The problem -
Reproduce the records below exactly, but only between the lines holding "leave nothing behind" and "slot)| (name.clone(), slot.lock().clone()))", inclusive.

Dataset records -
//! Versioned file metadata with optimistic concurrency
//!
//! The server holds one [`FileMetadata`] per filename. A proposal is accepted
//! only if it extends the stored version by exactly one; otherwise the caller
//! learns the stored version and must re-derive its view. This single
//! compare-and-swap is the only conflict detection in the system.

use std::collections::HashMap;
use std::path::Path;
use std::sync::Arc;

use heed::types::Bytes as HeedBytes;
use heed::{Database, Env, EnvOpenOptions};
use parking_lot::{Mutex, RwLock};
use rkyv::rancor::Error as RkyvError;
use serde::{Deserialize, Serialize};

use crate::error::{Result, SyncError};
use crate::hash::ContentHash;

/// Metadata of one file: its version and the ordered hashes of its blocks
#[derive(Debug, Clone, PartialEq, Eq, Serialize, Deserialize)]
pub struct FileMetadata {
    pub filename: String,
    pub version: u64,
    /// Blocks in file order; concatenating them reconstructs the file
    pub block_hash_list: Vec<ContentHash>,
}

impl FileMetadata {
    #[must_use]
    pub fn new(filename: impl Into<String>, version: u64, block_hash_list: Vec<ContentHash>) -> Self {
        Self {
            filename: filename.into(),
            version,
            block_hash_list,
        }
    }

    /// The implicit value of a filename that was never written: version 0,
    /// no blocks.
    #[must_use]
    pub fn absent(filename: impl Into<String>) -> Self {
        Self::new(filename, 0, Vec::new())
    }

    /// A deletion record at `version`
    #[must_use]
    pub fn tombstone(filename: impl Into<String>, version: u64) -> Self {
        Self::new(filename, version, vec![ContentHash::TOMBSTONE])
    }

    #[must_use]
    pub fn is_tombstone(&self) -> bool {
        matches!(self.block_hash_list.as_slice(), [h] if h.is_tombstone())
    }
}

/// Result of a compare-and-swap on a file's version
#[derive(Debug, Clone, Copy, PartialEq, Eq)]
pub struct UpdateOutcome {
    pub accepted: bool,
    /// Version stored after the call: the proposal's if accepted, else the
    /// unchanged stored version
    pub current_version: u64,
}

impl UpdateOutcome {
    #[must_use]
    pub fn accepted(version: u64) -> Self {
        Self {
            accepted: true,
            current_version: version,
        }
    }

    #[must_use]
    pub fn rejected(current_version: u64) -> Self {
        Self {
            accepted: false,
            current_version,
        }
    }
}

/// Authoritative filename -> metadata table.
///
/// `update_file` must be atomic per filename.
pub trait MetaStore: Send + Sync {
    /// Snapshot of every file ever written
    fn get_all(&self) -> Result<HashMap<String, FileMetadata>>;

    /// Commit `proposed` iff `proposed.version == stored.version + 1`
    fn update_file(&self, proposed: &FileMetadata) -> Result<UpdateOutcome>;
}

fn extends(stored: u64, proposed: u64) -> bool {
    stored.checked_add(1) == Some(proposed)
}

/// In-memory metadata store with one lock per filename
#[derive(Default)]
pub struct MemoryMetaStore {
    files: RwLock<HashMap<String, Arc<Mutex<FileMetadata>>>>,
}

impl MemoryMetaStore {
    #[must_use]
    pub fn new() -> Self {
        Self::default()
    }

    /// Lock slot for `filename`, created only for a first write so that
    /// rejected proposals leave nothing behind
    fn slot(&self, filename: &str, version: u64) -> Option<Arc<Mutex<FileMetadata>>> {
        if let Some(slot) = self.files.read().get(filename) {
            return Some(Arc::clone(slot));
        }
        if version != 1 {
            return None;
        }
        let mut files = self.files.write();
        Some(Arc::clone(
            files
                .entry(filename.to_owned())
                .or_insert_with(|| Arc::new(Mutex::new(FileMetadata::absent(filename)))),
        ))
    }
}

impl MetaStore for MemoryMetaStore {
    fn get_all(&self) -> Result<HashMap<String, FileMetadata>> {
        let files = self.files.read();
        Ok(files
            .iter()
            .map(|(name, slot)| (name.clone(), slot.lock().clone()))
            // A slot is visible before its first write lands
            .filter(|(_, meta)| meta.version > 0)
            .collect())
    }

    fn update_file(&self, proposed: &FileMetadata) -> Result<UpdateOutcome> {
        let Some(slot) = self.slot(&proposed.filename, proposed.version) else {
            return Ok(UpdateOutcome::rejected(0));
        };
        let mut stored = slot.lock();

        if extends(stored.version, proposed.version) {
            *stored = proposed.clone();
            Ok(UpdateOutcome::accepted(proposed.version))
        } else {
            Ok(UpdateOutcome::rejected(stored.version))
        }
    }
}

/// On-disk record for one file
#[derive(rkyv::Archive, rkyv::Serialize, rkyv::Deserialize, Debug)]
#[rkyv(derive(Debug))]
struct StoredFile {
    filename: String,
    version: u64,
    blocks: Vec<[u8; 32]>,
}

impl StoredFile {
    fn from_meta(meta: &FileMetadata) -> Self {
        Self {
            filename: meta.filename.clone(),
            version: meta.version,
            blocks: meta.block_hash_list.iter().map(|h| *h.as_bytes()).collect(),
        }
    }

    fn into_meta(self) -> FileMetadata {
        FileMetadata::new(
            self.filename,
            self.version,
            self.blocks.into_iter().map(ContentHash::from_raw).collect(),
        )
    }

    fn encode(&self) -> Result<rkyv::util::AlignedVec> {
        rkyv::to_bytes::<RkyvError>(self)
            .map_err(|e| SyncError::Store(format!("failed to serialize file record: {e}")))
    }

    fn decode(data: &[u8]) -> Result<Self> {
        // LMDB values carry no alignment guarantee
        let mut aligned = rkyv::util::AlignedVec::<16>::with_capacity(data.len());
        aligned.extend_from_slice(data);
        rkyv::from_bytes::<Self, RkyvError>(&aligned)
            .map_err(|e| SyncError::Store(format!("failed to deserialize file record: {e}")))
    }
}

/// Persistent metadata store using LMDB.
///
/// LMDB admits one write transaction at a time, so the version check and the
/// write happen atomically. Keys are BLAKE3 hashes of the filename because
/// LMDB caps keys at 511 bytes; the record carries the name itself.
pub struct LmdbMetaStore {
    env: Env,
    /// files database: blake3(filename) -> rkyv(StoredFile)
    files: Database<HeedBytes, HeedBytes>,
}

fn file_key(filename: &str) -> [u8; 32] {
    *ContentHash::from_bytes(filename.as_bytes()).as_bytes()
}

impl LmdbMetaStore {
    /// Open or create a metadata store at the given path.
    ///
    /// # Errors
    /// Returns an error if the database cannot be opened or created.
    #[allow(unsafe_code)]
    pub fn open(path: &Path) -> Result<Self> {
        std::fs::create_dir_all(path).map_err(|e| SyncError::io(path, e))?;

        // SAFETY: Standard LMDB memory-mapped I/O; the environment is owned
        // by this process for its whole lifetime.
        let env = unsafe {
            EnvOpenOptions::new()
                .map_size(1024 * 1024 * 1024) // 1GB max
                .max_dbs(1)
                .open(path)?
        };

        let mut wtxn = env.write_txn()?;
        let files: Database<HeedBytes, HeedBytes> = env
            .database_options()
            .types::<HeedBytes, HeedBytes>()
            .name("files")
            .create(&mut wtxn)?;
        wtxn.commit()?;

        Ok(Self { env, files })
    }
}

impl MetaStore for LmdbMetaStore {
    fn get_all(&self) -> Result<HashMap<String, FileMetadata>> {
        let rtxn = self.env.read_txn()?;
        let mut all = HashMap::new();
        for entry in self.files.iter(&rtxn)? {
            let (_, data) = entry?;
            let meta = StoredFile::decode(data)?.into_meta();
            all.insert(meta.filename.clone(), meta);
        }
        Ok(all)
    }

    fn update_file(&self, proposed: &FileMetadata) -> Result<UpdateOutcome> {
        let key = file_key(&proposed.filename);
        let mut wtxn = self.env.write_txn()?;

        let stored_version = match self.files.get(&wtxn, &key)? {
            Some(data) => {
                let stored = StoredFile::decode(data)?;
                if stored.filename != proposed.filename {
                    return Err(SyncError::Store(format!(
                        "key collision between {:?} and {:?}",
                        stored.filename, proposed.filename
                    )));
                }
                stored.version
            }
            None => 0,
        };

        if !extends(stored_version, proposed.version) {
            return Ok(UpdateOutcome::rejected(stored_version));
        }

        let bytes = StoredFile::from_meta(proposed).encode()?;
        self.files.put(&mut wtxn, &key, &bytes)?;
        wtxn.commit()?;
        Ok(UpdateOutcome::accepted(proposed.version))
    }
}

#[cfg(test)]
mod tests {
    use std::sync::Barrier;

    use super::*;

    fn hashes(parts: &[&[u8]]) -> Vec<ContentHash> {
        parts.iter().map(|p| ContentHash::from_bytes(p)).collect()
    }

    fn stores() -> (tempfile::TempDir, Vec<Arc<dyn MetaStore>>) {
        let dir = tempfile::tempdir().unwrap();
        let lmdb = LmdbMetaStore::open(dir.path()).unwrap();
        let stores: Vec<Arc<dyn MetaStore>> = vec![
            Arc::new(MemoryMetaStore::new()) as Arc<dyn MetaStore>,
            Arc::new(lmdb),
        ];
        (dir, stores)
    }

    #[test]
    fn test_first_write_must_be_version_one() {
        let (_dir, stores) = stores();
        for store in stores {
            let outcome = store
                .update_file(&FileMetadata::new("a.txt", 2, hashes(&[b"x"])))
                .unwrap();
            assert_eq!(outcome, UpdateOutcome::rejected(0));
            assert!(store.get_all().unwrap().is_empty());

            let outcome = store
                .update_file(&FileMetadata::new("a.txt", 1, hashes(&[b"x"])))
                .unwrap();
            assert_eq!(outcome, UpdateOutcome::accepted(1));
        }
    }

    #[test]
    fn test_stale_and_jumping_versions_rejected() {
        let (_dir, stores) = stores();
        for store in stores {
            for v in 1..=3 {
                let meta = FileMetadata::new("f", v, hashes(&[format!("v{v}").as_bytes()]));
                assert!(store.update_file(&meta).unwrap().accepted);
            }

            let stale = FileMetadata::new("f", 3, hashes(&[b"stale"]));
            assert_eq!(store.update_file(&stale).unwrap(), UpdateOutcome::rejected(3));

            let jump = FileMetadata::new("f", 5, hashes(&[b"jump"]));
            assert_eq!(store.update_file(&jump).unwrap(), UpdateOutcome::rejected(3));

            let all = store.get_all().unwrap();
            assert_eq!(all["f"].version, 3);
            assert_eq!(all["f"].block_hash_list, hashes(&[b"v3"]));
        }
    }

    #[test]
    fn test_tombstone_is_an_ordinary_update() {
        let (_dir, stores) = stores();
        for store in stores {
            store
                .update_file(&FileMetadata::new("gone", 1, hashes(&[b"data"])))
                .unwrap();
            let outcome = store.update_file(&FileMetadata::tombstone("gone", 2)).unwrap();
            assert!(outcome.accepted);

            let all = store.get_all().unwrap();
            assert!(all["gone"].is_tombstone());
            assert_eq!(all["gone"].version, 2);
        }
    }

    #[test]
    fn test_concurrent_updates_exactly_one_wins() {
        let (_dir, stores) = stores();
        for store in stores {
            store
                .update_file(&FileMetadata::new("race", 1, hashes(&[b"base"])))
                .unwrap();

            let barrier = Arc::new(Barrier::new(8));
            let handles: Vec<_> = (0..8)
                .map(|i| {
                    let store = Arc::clone(&store);
                    let barrier = Arc::clone(&barrier);
                    std::thread::spawn(move || {
                        let meta =
                            FileMetadata::new("race", 2, hashes(&[format!("writer {i}").as_bytes()]));
                        barrier.wait();
                        store.update_file(&meta).unwrap()
                    })
                })
                .collect();

            let outcomes: Vec<_> = handles.into_iter().map(|h| h.join().unwrap()).collect();
            assert_eq!(outcomes.iter().filter(|o| o.accepted).count(), 1);
            assert!(outcomes.iter().all(|o| o.current_version == 2));
            assert_eq!(store.get_all().unwrap()["race"].version, 2);
        }
    }

    #[test]
    fn test_different_files_do_not_interfere() {
        let store = MemoryMetaStore::new();
        assert!(store.update_file(&FileMetadata::new("a", 1, vec![])).unwrap().accepted);
        assert!(store.update_file(&FileMetadata::new("b", 1, vec![])).unwrap().accepted);
        assert!(store.update_file(&FileMetadata::new("a", 2, vec![])).unwrap().accepted);

        let all = store.get_all().unwrap();
        assert_eq!(all["a"].version, 2);
        assert_eq!(all["b"].version, 1);
    }

    #[test]
    fn test_long_names_accepted_by_every_store() {
        let (_dir, stores) = stores();
        let name = format!("{}/file.txt", vec!["directory"; 64].join("/"));
        assert!(name.len() > 600);
        for store in stores {
            let meta = FileMetadata::new(name.clone(), 1, hashes(&[b"deep"]));
            assert_eq!(store.update_file(&meta).unwrap(), UpdateOutcome::accepted(1));
            assert_eq!(store.get_all().unwrap()[&name], meta);

            let stale = FileMetadata::new(name.clone(), 1, hashes(&[b"stale"]));
            assert_eq!(store.update_file(&stale).unwrap(), UpdateOutcome::rejected(1));
        }
    }

    #[test]
    fn test_rejected_first_writes_leave_no_slot() {
        let store = MemoryMetaStore::new();
        for v in [0, 2, 7] {
            let meta = FileMetadata::new("never", v, vec![]);
            assert_eq!(store.update_file(&meta).unwrap(), UpdateOutcome::rejected(0));
        }
        assert!(store.files.read().is_empty());

        assert!(store.update_file(&FileMetadata::new("never", 1, vec![])).unwrap().accepted);
        assert_eq!(store.files.read().len(), 1);
    }

    #[test]
    fn test_lmdb_persists_across_reopen() {
        let dir = tempfile::tempdir().unwrap();
        let blocks = hashes(&[b"one", b"two"]);
        {
            let store = LmdbMetaStore::open(dir.path()).unwrap();
            store
                .update_file(&FileMetadata::new("dir/file.txt", 1, blocks.clone()))
                .unwrap();
        }

        let store = LmdbMetaStore::open(dir.path()).unwrap();
        let all = store.get_all().unwrap();
        assert_eq!(all["dir/file.txt"], FileMetadata::new("dir/file.txt", 1, blocks));
    }
}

Response below -
    /// rejected proposals leave nothing behind
    fn slot(&self, filename: &str, version: u64) -> Option<Arc<Mutex<FileMetadata>>> {
        if let Some(slot) = self.files.read().get(filename) {
            return Some(Arc::clone(slot));
        }
        if version != 1 {
            return None;
        }
        let mut files = self.files.write();
        Some(Arc::clone(
            files
                .entry(filename.to_owned())
                .or_insert_with(|| Arc::new(Mutex::new(FileMetadata::absent(filename)))),
        ))
    }
}

impl MetaStore for MemoryMetaStore {
    fn get_all(&self) -> Result<HashMap<String, FileMetadata>> {
        let files = self.files.read();
        Ok(files
            .iter()
            .map(|(name, slot)| (name.clone(), slot.lock().clone()))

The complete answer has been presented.